その言葉に、私はとうとう涙がこぼれ落ちた。


彼は、私の涙を見て、慌てたように手を伸ばした。けれど、途中で止める。まだ、彼の手は、勝手に人の涙を拭うことを許していない。


私は、自分で涙を拭い、笑顔を作った。


「……ありがとう。護。」


彼は、何も言わなかった。けれど、口元がほんの少しだけ緩んだ。それで、十分だった。


その日は、彼が採ってきた山梅で甘煮を作った。彼が手伝おうとしたが、私は笑って断った。


「今日は、あなたにご馳走をします。私に任せてください。
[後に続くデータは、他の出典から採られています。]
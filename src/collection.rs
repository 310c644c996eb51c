//! Classification of a value into a processing strategy, and the
//! shape-polymorphic combinator vocabulary built on top of it.
//!
//! Classification happens exactly once, at the boundary, by converting a
//! [`Value`] into a [`Collection`]; from then on every operation dispatches
//! statically on the variant. Callers that already know their shape can skip
//! this layer entirely and use the sequence functions in [`crate::ops`] or
//! the methods on [`Mapping`] directly.

use std::convert::TryFrom;

use crate::error::Error;
use crate::ops::iter::{each, Flow};
use crate::ops::{filter, transform};
use crate::types::{Mapping, Pair, Sequence, Value};

/// The structural classification of a value, used to pick a processing
/// strategy.
#[derive(Debug, Copy, Clone, PartialEq, Eq)]
pub enum Shape {
    Sequence,
    Mapping,
    Text,
}

impl Shape {
    /// The shape a value would classify as, without consuming it.
    pub fn of(value: &Value) -> Option<Self> {
        match value {
            Value::Sequence(..) => Some(Self::Sequence),
            Value::Mapping(..) => Some(Self::Mapping),
            Value::String(..) => Some(Self::Text),
            _ => None,
        }
    }
}

/// A single visited element: a sequence element, or a mapping entry with its
/// key.
#[derive(Debug, Copy, Clone)]
pub enum Item<'a> {
    Element(&'a Value),
    Entry(&'a str, &'a Value),
}

impl<'a> Item<'a> {
    /// The value component, disregarding any key.
    pub fn value(self) -> &'a Value {
        match self {
            Self::Element(value) => value,
            Self::Entry(_, value) => value,
        }
    }
}

/// A classified collection: one of the shapes the combinators know how to
/// traverse.
#[derive(Debug, Clone, PartialEq)]
pub enum Collection {
    Sequence(Sequence),
    Mapping(Mapping),
}

impl TryFrom<Value> for Collection {
    type Error = Error;

    fn try_from(value: Value) -> Result<Self, Self::Error> {
        match value {
            Value::Sequence(seq) => Ok(Self::Sequence(seq)),
            Value::Mapping(mapping) => Ok(Self::Mapping(mapping)),

            // The text strategy: a string behaves as the sequence of its
            // whitespace-delimited tokens.
            Value::String(s) => Ok(Self::Sequence(
                s.split_whitespace()
                    .map(|token| Value::String(token.to_string()))
                    .collect(),
            )),

            _ => Err(Error::NotCollection(value.kind())),
        }
    }
}

impl From<Collection> for Value {
    fn from(collection: Collection) -> Self {
        match collection {
            Collection::Sequence(seq) => Self::Sequence(seq),
            Collection::Mapping(mapping) => Self::Mapping(mapping),
        }
    }
}

impl Collection {
    /// Visits each item in forward order. Returning [`Flow::Break`] halts
    /// the traversal immediately.
    pub fn each<'a, F>(&'a self, mut visit: F)
    where
        F: FnMut(Item<'a>) -> Flow,
    {
        match self {
            Self::Sequence(seq) => each(seq, |value| visit(Item::Element(value))),
            Self::Mapping(mapping) => {
                mapping.each(|key, value| visit(Item::Entry(key, value)))
            },
        }
    }

    /// The number of items contained.
    pub fn count(&self) -> usize {
        match self {
            Self::Sequence(seq) => seq.len(),
            Self::Mapping(mapping) => mapping.len(),
        }
    }

    /// The first item's value, if there is one.
    pub fn first(&self) -> Option<&Value> {
        match self {
            Self::Sequence(seq) => seq.first(),
            Self::Mapping(mapping) => mapping.values().next(),
        }
    }

    /// Applies a projection to each item, yielding the results as a
    /// sequence regardless of the input shape.
    pub fn map<F>(&self, mut project: F) -> Sequence
    where
        F: FnMut(Item<'_>) -> Value,
    {
        let mut out = Vec::with_capacity(self.count());
        self.each(|item| {
            out.push(project(item));
            Flow::Continue
        });
        out
    }

    /// Applies a pair-producing projection to each item, collecting the
    /// pairs into a mapping. Later duplicate keys overwrite earlier ones.
    pub fn map_object<F>(&self, mut project: F) -> Mapping
    where
        F: FnMut(Item<'_>) -> Pair,
    {
        let mut out = Mapping::new();
        self.each(|item| {
            let (key, value) = project(item);
            out.insert(key, value);
            Flow::Continue
        });
        out
    }

    /// Keeps the items satisfying the predicate. The input shape is
    /// preserved: a sequence filters to a sequence, a mapping to a mapping.
    pub fn select<F>(&self, mut predicate: F) -> Self
    where
        F: FnMut(Item<'_>) -> bool,
    {
        match self {
            Self::Sequence(seq) => Self::Sequence(filter::select(seq, |value| {
                predicate(Item::Element(value))
            })),
            Self::Mapping(mapping) => Self::Mapping(
                mapping.select(|key, value| predicate(Item::Entry(key, value))),
            ),
        }
    }

    /// Keeps the items failing the predicate, preserving shape.
    pub fn reject<F>(&self, mut predicate: F) -> Self
    where
        F: FnMut(Item<'_>) -> bool,
    {
        self.select(|item| !predicate(item))
    }

    /// Drops items whose value is null, preserving shape.
    pub fn compact(&self) -> Self {
        self.select(|item| !item.value().is_null())
    }

    /// The value of the first item (forward order) satisfying the
    /// predicate, or `None` if no item does.
    pub fn find<F>(&self, mut predicate: F) -> Option<&Value>
    where
        F: FnMut(Item<'_>) -> bool,
    {
        let mut found = None;
        self.each(|item| {
            if predicate(item) {
                found = Some(item.value());
                Flow::Break
            } else {
                Flow::Continue
            }
        });
        found
    }

    /// Folds the items left-to-right over their values. With no seed, the
    /// first item's value seeds the fold; an empty input with no seed fails
    /// with [`Error::EmptyInput`].
    pub fn reduce<F>(&self, seed: Option<Value>, mut combine: F) -> Result<Value, Error>
    where
        F: FnMut(Value, Item<'_>) -> Value,
    {
        let mut acc = seed;

        self.each(|item| {
            acc = Some(match acc.take() {
                None => item.value().clone(),
                Some(acc) => combine(acc, item),
            });
            Flow::Continue
        });

        acc.ok_or(Error::EmptyInput)
    }

    /// Applies a projection to each item, yielding a new collection of the
    /// same shape: sequence elements are replaced by the projected value,
    /// mapping entries keep their key and have their value replaced.
    pub fn transform_values<F>(&self, mut project: F) -> Self
    where
        F: FnMut(Item<'_>) -> Value,
    {
        match self {
            Self::Sequence(seq) => Self::Sequence(transform::map(seq, |value| {
                project(Item::Element(value))
            })),
            Self::Mapping(mapping) => Self::Mapping(mapping.map_object(|key, value| {
                (key.to_string(), project(Item::Entry(key, value)))
            })),
        }
    }
}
」


彼は、困ったように眉をひそめたが、素直に囲炉裏のそばに座った。時折、こちらを盗み見ながら、何か言いたそうにしている。


甘煮ができあがり、二人で茶碗に盛った。赤い実が、飴色に透き通り、湯気が立ち上る。


彼が、一つを口に入れた。咀嚼する音が、静かな部屋に響く。そして、彼が言った。


「……甘い。」


「はい。山梅は、甘く煮ると美味しいのです。」


彼は、もう一つを口に入れ、今度はゆっくりと味わうように噛んだ。その横顔が、子供のように無防備で、私はまた胸が熱くなった。


「……護。」


「ん。」


「また、一緒に山に行きましょう。」


彼が、顔を上げた。


「……一緒に。」


「はい。あなたが山梅を採る場所、私は知りません。今度は、教えてください。二人で、この山のことを覚えていきましょう。」


彼は、金色の瞳をわずかに揺らした。そして、ゆっくりと頷いた。


「……ああ。そうしよう。」


その夜、布団の中で、私は小さく呟いた。


「護。」


「……何だ。」


「あなたは、今日、初めて私のために何かをしましたね。」


彼は、少しの間、黙っていた。そして、ぼそりと言った。


「……迷惑だったか。」


「いいえ。」


私は、暗がりの中で首を振った。


「――とても、嬉しかったです。」


彼からは、返事がなかった。けれど、隣の布団から、彼が体の向きを変える音が聞こえた。こちらの方を向いて、寝返りを打ったのだ。


その夜、私は思った。


彼は、私のために山に登った。私の言葉を覚えていて、私が喜ぶ顔を見たくて、あの険しい山道を歩いた。その事実が、私の胸に、確かな温もりを残している。


明日は、彼に何を作ろうか。彼が採ってきたもので、何か美味しいものを作ろう。


そうやって、私たちは少しずつ、この山の中で、自分たちだけの季節を作っているのだ。


――誰にも邪魔されない、小さな、小さな季節を。